Third Quarter 2005 Results
Revenues were $2.66 billion for the third quarter of 2005 compared to $2.18 billion for the third quarter of 2004 and $2.86 billion for the second quarter of 2005. The Company reported a net loss in the third quarter of 2005 of $105 million, or $0.02 per common share on a diluted basis, compared to a net loss of $259 million, or $0.06 per common share on a diluted basis, in the third quarter of 2004 and net earnings of $45 million, or $0.01 per common share on a diluted basis, in the second quarter of 2005.
The net loss in the third quarter of 2005 included special charges of $37 million related to restructuring activities and a net charge of $20 million related to the re-filing of the Company's tax returns as a result of the financial restatements. The third quarter 2005 results included adjustments related to prior periods which increased our net loss by approximately $15 million, or approximately $0.00 in basic and diluted loss per common share.
Breakdown of Third Quarter 2005 Revenues
Carrier Packet Networks revenues were $754 million, an increase of 41 percent compared with the year-ago quarter and an increase of 2 percent sequentially. Enterprise Networks revenues were $685 million, an increase of 16 percent compared with the year-ago quarter and a decrease of 6 percent sequentially. GSM and UMTS Networks revenues were $674 million, an increase of 24 percent compared with the year-ago quarter and a decrease of 6 percent sequentially. CDMA Networks revenues were $539 million, an increase of 5 percent compared with the year-ago quarter and a decrease of 19 percent sequentially.
Gross margin was 38 percent of revenue in the third quarter of 2005, and included an additional projected loss of approximately $71 million related to a 2004 wireless contract in India.
Selling, General and Administrative (SG&A)
SG&A expenses were $572 million in the third quarter of 2005, compared to SG&A expenses of $512 million for the third quarter of 2004 and $579 million for the second quarter of 2005. Each of these amounts included approximately $50 million related to internal control remedial measures, investment in the Company's finance processes and restatement related activities.

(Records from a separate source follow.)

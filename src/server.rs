//! Axum router construction.
//!
//! The [`app`] function wires every endpoint to its handler, installs the
//! middleware stack, and returns a ready-to-serve [`axum::Router`].
//!
//! Authentication is a router-wide middleware: requests that are not on
//! the public list must carry a valid bearer token, and the verified
//! [`Identity`] is placed in the request extensions for handlers.

use axum::{
    extract::{DefaultBodyLimit, State},
    http::{header, HeaderValue, Method, Request, StatusCode},
    middleware::{self, Next},
    response::{IntoResponse, Response},
    routing::{get, patch, post},
    Json, Router,
};
use serde_json::json;
use std::sync::Arc;
use tower_http::cors::{Any, CorsLayer};
use tower_http::trace::TraceLayer;
use tracing::debug;
use utoipa::OpenApi;

use crate::auth::Identity;
use crate::errors::{generate_request_id, ApiError};
use crate::handlers::{posts, users};
use crate::metrics::{metrics_handler, metrics_middleware};
use crate::AppState;

// -- OpenAPI specification ----------------------------------------------------

#[derive(OpenApi)]
#[openapi(
    info(
        title = "Folio API",
        version = "0.1.0",
        description = "Blog posts and user accounts with attached media"
    ),
    paths(
        health_check,
        crate::handlers::users::login,
        crate::handlers::users::list_users,
        crate::handlers::users::get_user,
        crate::handlers::users::create_user,
        crate::handlers::users::edit_user,
        crate::handlers::users::delete_user,
        crate::handlers::users::update_profile_image,
        crate::handlers::posts::list_posts,
        crate::handlers::posts::get_post,
        crate::handlers::posts::create_post,
        crate::handlers::posts::edit_post,
        crate::handlers::posts::delete_post,
        crate::handlers::posts::update_thumbnail,
        crate::handlers::posts::toggle_publish,
    ),
    tags(
        (name = "Health", description = "Liveness and readiness"),
        (name = "Users", description = "Login and user accounts"),
        (name = "Blog", description = "Blog posts and thumbnails"),
    )
)]
struct ApiDoc;

/// Build the axum [`Router`] with every route and the middleware stack.
pub fn app(state: Arc<AppState>) -> Router {
    let mut router = Router::new()
        .route("/health", get(health_check))
        .route("/openapi.json", get(openapi_json))
        .route("/login", post(users::login))
        .route("/users", get(users::list_users).post(users::create_user))
        .route("/users/updateprofile", patch(users::update_profile_image))
        .route("/users/edit/:id", patch(users::edit_user))
        .route("/users/:id", get(users::get_user).delete(users::delete_user))
        .route("/blog", get(posts::list_posts).post(posts::create_post))
        .route("/blog/updatethumbnail/:id", patch(posts::update_thumbnail))
        .route("/blog/publish/:id", patch(posts::toggle_publish))
        // GET addresses a post by slug; PATCH and DELETE by id.
        .route(
            "/blog/:id",
            get(posts::get_post)
                .patch(posts::edit_post)
                .delete(posts::delete_post),
        );

    if state.config.observability.metrics {
        router = router.route("/metrics", get(metrics_handler));
    }

    let body_limit = state.config.server.max_upload_size;

    router
        .with_state(state.clone())
        // Layer ordering: the last layer added is the outermost.
        // auth_middleware is innermost (after routing, closest to handlers).
        .layer(middleware::from_fn_with_state(state, auth_middleware))
        .layer(middleware::from_fn(request_id_middleware))
        .layer(middleware::from_fn(metrics_middleware))
        .layer(TraceLayer::new_for_http())
        .layer(DefaultBodyLimit::max(body_limit))
        // CORS is outermost so preflight requests never reach auth.
        .layer(cors_layer())
}

fn cors_layer() -> CorsLayer {
    CorsLayer::new()
        .allow_origin(Any)
        .allow_methods([
            Method::GET,
            Method::POST,
            Method::PUT,
            Method::PATCH,
            Method::DELETE,
            Method::OPTIONS,
        ])
        .allow_headers([header::ORIGIN, header::AUTHORIZATION, header::CONTENT_TYPE])
}

// -- Request id middleware ----------------------------------------------------

const REQUEST_ID_HEADER: &str = "x-request-id";

/// Echo the caller's `x-request-id` or mint one, and set it on the response.
async fn request_id_middleware(req: Request<axum::body::Body>, next: Next) -> Response {
    let request_id = req
        .headers()
        .get(REQUEST_ID_HEADER)
        .cloned()
        .unwrap_or_else(|| {
            HeaderValue::from_str(&generate_request_id())
                .unwrap_or_else(|_| HeaderValue::from_static("unknown"))
        });

    let mut response = next.run(req).await;
    response.headers_mut().insert(REQUEST_ID_HEADER, request_id);
    response
}

// -- Auth middleware ----------------------------------------------------------

/// Paths that bypass authentication for every method.
const AUTH_SKIP_PATHS: &[&str] = &["/health", "/metrics", "/openapi.json"];

/// Whether a request may proceed without a token.
fn is_public(method: &Method, path: &str) -> bool {
    if AUTH_SKIP_PATHS.contains(&path) || method == Method::OPTIONS {
        return true;
    }
    if method == Method::POST && path == "/login" {
        return true;
    }
    method == Method::GET && (path == "/blog" || path.starts_with("/blog/"))
}

/// Bearer-token authentication middleware.
///
/// On success the caller's [`Identity`] is inserted into the request
/// extensions. On failure the request ends here with 401.
async fn auth_middleware(
    State(state): State<Arc<AppState>>,
    mut req: Request<axum::body::Body>,
    next: Next,
) -> Result<Response, ApiError> {
    if is_public(req.method(), req.uri().path()) {
        return Ok(next.run(req).await);
    }

    let header = req
        .headers()
        .get(header::AUTHORIZATION)
        .and_then(|v| v.to_str().ok());
    let identity: Identity = state.auth.authenticate(header).map_err(|e| {
        debug!("rejected {} {}: {e}", req.method(), req.uri().path());
        e
    })?;

    req.extensions_mut().insert(identity);
    Ok(next.run(req).await)
}

// -- Health and docs ----------------------------------------------------------

#[utoipa::path(
    get,
    path = "/health",
    tag = "Health",
    operation_id = "HealthCheck",
    responses(
        (status = 200, description = "Service and stores are reachable"),
        (status = 503, description = "A store failed its ping")
    )
)]
async fn health_check(State(state): State<Arc<AppState>>) -> Response {
    if !state.config.observability.health_check {
        return (StatusCode::OK, Json(json!({"status": "ok"}))).into_response();
    }

    let describe = |result: anyhow::Result<()>| match result {
        Ok(()) => "ok".to_string(),
        Err(e) => format!("{e:#}"),
    };
    let metadata = describe(state.metadata.ping().await);
    let media = describe(state.media.ping().await);
    let healthy = metadata == "ok" && media == "ok";

    let status = if healthy {
        StatusCode::OK
    } else {
        StatusCode::SERVICE_UNAVAILABLE
    };
    let label = if healthy { "ok" } else { "degraded" };
    let body = json!({
        "status": label,
        "checks": { "metadata": metadata, "media": media },
    });
    (status, Json(body)).into_response()
}

async fn openapi_json() -> impl IntoResponse {
    Json(ApiDoc::openapi())
}

// -- Tests --------------------------------------------------------------------
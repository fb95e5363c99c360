//! SQLite-backed metadata store.
//!
//! Uses `rusqlite` with the `bundled` feature so no system SQLite
//! library is required.  Documents are stored as JSON text in a single
//! `documents` table keyed by collection; lookups use the JSON1
//! `json_extract` function.  All async trait methods are thin wrappers
//! around synchronous rusqlite calls executed under a `Mutex`, which also
//! makes each merge-update atomic with respect to other writers.

use std::future::Future;
use std::pin::Pin;
use std::sync::Mutex;

use rusqlite::{params, Connection, OptionalExtension};

use super::store::{Collection, Document, MetadataStore};
use crate::patch::merge_into;

/// Current schema version. Bumped when migrations are added.
const SCHEMA_VERSION: i64 = 1;

/// Metadata store backed by a single SQLite database file.
pub struct SqliteMetadataStore {
    /// The database connection, guarded by a mutex for Send + Sync.
    conn: Mutex<Connection>,
}

impl SqliteMetadataStore {
    /// Open (or create) the database at `path` and initialize the schema.
    ///
    /// Passing `":memory:"` creates an in-memory database (useful for tests).
    pub fn new(path: &str) -> anyhow::Result<Self> {
        let conn = Connection::open(path)?;
        let store = Self {
            conn: Mutex::new(conn),
        };
        store.apply_pragmas()?;
        store.init_db()?;
        Ok(store)
    }

    /// Apply recommended SQLite pragmas for performance and safety.
    fn apply_pragmas(&self) -> anyhow::Result<()> {
        let conn = self.conn.lock().expect("mutex poisoned");
        conn.execute_batch(
            "
            PRAGMA journal_mode = WAL;
            PRAGMA synchronous = NORMAL;
            PRAGMA busy_timeout = 5000;
            ",
        )?;
        Ok(())
    }

    /// Create the required tables and indexes if they do not already exist.
    /// Idempotent, so it is safe to call on every startup.
    fn init_db(&self) -> anyhow::Result<()> {
        let conn = self.conn.lock().expect("mutex poisoned");
        conn.execute_batch(
            "
            CREATE TABLE IF NOT EXISTS schema_version (
                version    INTEGER PRIMARY KEY,
                applied_at TEXT NOT NULL
            );

            CREATE TABLE IF NOT EXISTS documents (
                id         INTEGER PRIMARY KEY AUTOINCREMENT,
                collection TEXT NOT NULL,
                body       TEXT NOT NULL
            );

            CREATE INDEX IF NOT EXISTS idx_documents_collection
                ON documents(collection);
            ",
        )?;
        conn.execute(
            "INSERT OR IGNORE INTO schema_version (version, applied_at) VALUES (?1, ?2)",
            params![SCHEMA_VERSION, chrono::Utc::now().to_rfc3339()],
        )?;
        Ok(())
    }

    /// Locate the first matching row, returning its id and parsed body.
    fn find_row(
        conn: &Connection,
        collection: Collection,
        field: &str,
        value: &str,
    ) -> anyhow::Result<Option<(i64, Document)>> {
        let row: Option<(i64, String)> = conn
            .query_row(
                "SELECT id, body FROM documents
                 WHERE collection = ?1 AND json_extract(body, ?2) = ?3
                 ORDER BY id LIMIT 1",
                params![collection.name(), json_path(field), value],
                |row| Ok((row.get(0)?, row.get(1)?)),
            )
            .optional()?;
        match row {
            Some((id, body)) => Ok(Some((id, parse_body(&body)?))),
            None => Ok(None),
        }
    }
}

/// JSON path for a top-level field.
fn json_path(field: &str) -> String {
    format!("$.\"{}\"", field.replace('"', ""))
}

fn parse_body(body: &str) -> anyhow::Result<Document> {
    Ok(serde_json::from_str(body)?)
}

// ── MetadataStore implementation ───────────────────────────────────

impl MetadataStore for SqliteMetadataStore {
    fn find_all(
        &self,
        collection: Collection,
    ) -> Pin<Box<dyn Future<Output = anyhow::Result<Vec<Document>>> + Send + '_>> {
        Box::pin(async move {
            let conn = self.conn.lock().expect("mutex poisoned");
            let mut stmt =
                conn.prepare("SELECT body FROM documents WHERE collection = ?1 ORDER BY id")?;
            let bodies = stmt
                .query_map(params![collection.name()], |row| row.get::<_, String>(0))?
                .collect::<Result<Vec<_>, _>>()?;
            bodies.iter().map(|b| parse_body(b)).collect()
        })
    }

    fn find_one(
        &self,
        collection: Collection,
        field: &str,
        value: &str,
    ) -> Pin<Box<dyn Future<Output = anyhow::Result<Option<Document>>> + Send + '_>> {
        let field = field.to_string();
        let value = value.to_string();
        Box::pin(async move {
            let conn = self.conn.lock().expect("mutex poisoned");
            Ok(Self::find_row(&conn, collection, &field, &value)?.map(|(_, doc)| doc))
        })
    }

    fn insert(
        &self,
        collection: Collection,
        document: Document,
    ) -> Pin<Box<dyn Future<Output = anyhow::Result<()>> + Send + '_>> {
        Box::pin(async move {
            let body = serde_json::to_string(&document)?;
            let conn = self.conn.lock().expect("mutex poisoned");
            conn.execute(
                "INSERT INTO documents (collection, body) VALUES (?1, ?2)",
                params![collection.name(), body],
            )?;
            Ok(())
        })
    }

    fn merge_update(
        &self,
        collection: Collection,
        field: &str,
        value: &str,
        patch: Document,
    ) -> Pin<Box<dyn Future<Output = anyhow::Result<bool>> + Send + '_>> {
        let field = field.to_string();
        let value = value.to_string();
        Box::pin(async move {
            let mut conn = self.conn.lock().expect("mutex poisoned");
            let tx = conn.transaction()?;
            let Some((id, mut document)) = Self::find_row(&tx, collection, &field, &value)? else {
                return Ok(false);
            };
            merge_into(&mut document, patch);
            tx.execute(
                "UPDATE documents SET body = ?1 WHERE id = ?2",
                params![serde_json::to_string(&document)?, id],
            )?;
            tx.commit()?;
            Ok(true)
        })
    }

    fn delete(
        &self,
        collection: Collection,
        field: &str,
        value: &str,
    ) -> Pin<Box<dyn Future<Output = anyhow::Result<bool>> + Send + '_>> {
        let field = field.to_string();
        let value = value.to_string();
        Box::pin(async move {
            let conn = self.conn.lock().expect("mutex poisoned");
            let deleted = conn.execute(
                "DELETE FROM documents WHERE id = (
                     SELECT id FROM documents
                     WHERE collection = ?1 AND json_extract(body, ?2) = ?3
                     ORDER BY id LIMIT 1
                 )",
                params![collection.name(), json_path(&field), value],
            )?;
            Ok(deleted > 0)
        })
    }

    fn ping(&self) -> Pin<Box<dyn Future<Output = anyhow::Result<()>> + Send + '_>> {
        Box::pin(async move {
            let conn = self.conn.lock().expect("mutex poisoned");
            conn.query_row("SELECT 1", [], |row| row.get::<_, i64>(0))?;
            Ok(())
        })
    }
}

Research and Development (R&D)
R&D expenses were $449 million in the third quarter of 2005, compared to $501 million for the third quarter of 2004 and $479 million for the second quarter of 2005. The third quarter of 2005 R&D expenses decreased primarily as a result of savings associated with the Company's restructuring plan and cost containment initiatives.
Other income (expense) - net
Other income - net was $66 million income for the third quarter of 2005, which primarily related to investment income of $27 million, currency exchange gains of $21 million and an adjustment of $16 million related to sub-lease income.
Income tax expense was $40 million in the third quarter of 2005, which primarily related to a net charge of $20 million related to the re-filing of the Company's tax returns as a result of the financial restatements and $19 million for income taxes in profitable jurisdictions.
The cash balance at the end of the third quarter of 2005 was $3.00 billion, down from $3.06 billion at the end of the second quarter of 2005. This decrease in cash was primarily driven by a cash outflow from operations of $145 million which included cash payments for restructuring of $55 million and $38 million of pension funding, and expenditures on capital assets of approximately $48 million, partially offset by proceeds of $131 million from Flextronics International Ltd.
Nine Month 2005 Results
For the first nine months of 2005, revenues were $8.05 billion compared to $7.21 billion for the same period in 2004. The Company reported a net loss for the first nine months of 2005 of $109 million, or $0.03 per common share on a diluted basis, compared to a net loss of $184 million, or $0.04 per common share on a diluted basis, for the same period in 2004.
Net earnings in the first nine months of 2005 included special charges of $148 million related to restructuring activities and $41 million of costs related to the sale of businesses and assets. The first nine months of 2005 results included adjustments related to prior periods which increased net loss by approximately $40 million ($16 million of which was included in the costs related to the sale of businesses and assets described above) or approximately $0.01 in basic and diluted loss per common share.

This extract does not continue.